START DATA LISTING
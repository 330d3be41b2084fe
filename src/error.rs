// SPDX-License-Identifier: MIT
// Copyright 2026 Roland Dreier <roland@rolandd.dev>

//! Application error types with consistent API responses.

use axum::{
    http::StatusCode,
    response::{IntoResponse, Response},
    Json,
};
use serde::Serialize;

/// Application error type that converts to HTTP responses.
#[derive(Debug, thiserror::Error)]
pub enum AppError {
    #[error("Access token expired or invalid: {0}")]
    TokenExpired(String),

    #[error("Graph API rate limit reached")]
    RateLimited,

    #[error("Graph API error: {0}")]
    GraphApi(String),

    #[error("Missing credential: {0}")]
    MissingCredentials(&'static str),

    #[error("Token store error: {0}")]
    Store(String),

    #[error("Forbidden")]
    Forbidden,

    #[error("Internal server error: {0}")]
    Internal(#[from] anyhow::Error),
}

impl AppError {
    /// True when the upstream rejected the access token itself, meaning a
    /// forced refresh might recover the call.
    pub fn is_token_error(&self) -> bool {
        matches!(self, AppError::TokenExpired(_))
    }

    pub fn is_rate_limited(&self) -> bool {
        matches!(self, AppError::RateLimited)
    }
}

/// JSON error response body
#[derive(Serialize)]
struct ErrorResponse {
    error: String,
    #[serde(skip_serializing_if = "Option::is_none")]
    details: Option<String>,
}

impl IntoResponse for AppError {
    fn into_response(self) -> Response {
        let (status, error, details) = match &self {
            AppError::TokenExpired(msg) => {
                (StatusCode::BAD_GATEWAY, "token_expired", Some(msg.clone()))
            }
            AppError::RateLimited => (StatusCode::TOO_MANY_REQUESTS, "rate_limited", None),
            AppError::GraphApi(msg) => (StatusCode::BAD_GATEWAY, "graph_error", Some(msg.clone())),
            AppError::MissingCredentials(name) => {
                tracing::error!(credential = %name, "Missing credential");
                (StatusCode::INTERNAL_SERVER_ERROR, "missing_credentials", None)
            }
            AppError::Store(msg) => {
                tracing::error!(error = %msg, "Token store error");
                (StatusCode::INTERNAL_SERVER_ERROR, "store_error", None)
            }
            AppError::Forbidden => (StatusCode::FORBIDDEN, "forbidden", None),
            AppError::Internal(err) => {
                tracing::error!(error = %err, "Internal server error");
                (StatusCode::INTERNAL_SERVER_ERROR, "internal_error", None)
            }
        };

        let body = ErrorResponse {
            error: error.to_string(),
            details,
        };

        (status, Json(body)).into_response()
    }
}

/// Result type alias for handlers
pub type Result<T> = std::result::Result<T, AppError>;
END DATA LISTING
=== EXERCISE OBJECTIVE ===
Retype the data in full and match it exactly.

=== SOLUTION TO THE EXERCISE ===
repository 330d3be41b2084fe
filename src/error.rs
// SPDX-License-Identifier: MIT
// Copyright 2026 Roland Dreier <roland@rolandd.dev>

//! Application error types with consistent API responses.

use axum::{
    http::StatusCode,
    response::{IntoResponse, Response},
    Json,
};
use serde::Serialize;

/// Application error type that converts to HTTP responses.
#[derive(Debug, thiserror::Error)]
pub enum AppError {
    #[error("Access token expired or invalid: {0}")]
    TokenExpired(String),

    #[error("Graph API rate limit reached")]
    RateLimited,

    #[error("Graph API error: {0}")]
    GraphApi(String),

    #[error("Missing credential: {0}")]
    MissingCredentials(&'static str),

    #[error("Token store error: {0}")]
    Store(String),

    #[error("Forbidden")]
    Forbidden,

    #[error("Internal server error: {0}")]
    Internal(#[from] anyhow::Error),
}

impl AppError {
    /// True when the upstream rejected the access token itself, meaning a
    /// forced refresh might recover the call.
    pub fn is_token_error(&self) -> bool {
        matches!(self, AppError::TokenExpired(_))
    }

    pub fn is_rate_limited(&self) -> bool {
        matches!(self, AppError::RateLimited)
    }
}

/// JSON error response body
#[derive(Serialize)]
struct ErrorResponse {
    error: String,
    #[serde(skip_serializing_if = "Option::is_none")]
    details: Option<String>,
}

impl IntoResponse for AppError {
    fn into_response(self) -> Response {
        let (status, error, details) = match &self {
            AppError::TokenExpired(msg) => {
                (StatusCode::BAD_GATEWAY, "token_expired", Some(msg.clone()))
            }
            AppError::RateLimited => (StatusCode::TOO_MANY_REQUESTS, "rate_limited", None),
            AppError::GraphApi(msg) => (StatusCode::BAD_GATEWAY, "graph_error", Some(msg.clone())),
            AppError::MissingCredentials(name) => {
                tracing::error!(credential = %name, "Missing credential");
                (StatusCode::INTERNAL_SERVER_ERROR, "missing_credentials", None)
            }
            AppError::Store(msg) => {
                tracing::error!(error = %msg, "Token store error");
                (StatusCode::INTERNAL_SERVER_ERROR, "store_error", None)
            }
            AppError::Forbidden => (StatusCode::FORBIDDEN, "forbidden", None),
            AppError::Internal(err) => {
                tracing::error!(error = %err, "Internal server error");
                (StatusCode::INTERNAL_SERVER_ERROR, "internal_error", None)
            }
        };

        let body = ErrorResponse {
            error: error.to_string(),
            details,
        };

        (status, Json(body)).into_response()
    }
}

/// Result type alias for handlers
pub type Result<T> = std::result::Result<T, AppError>;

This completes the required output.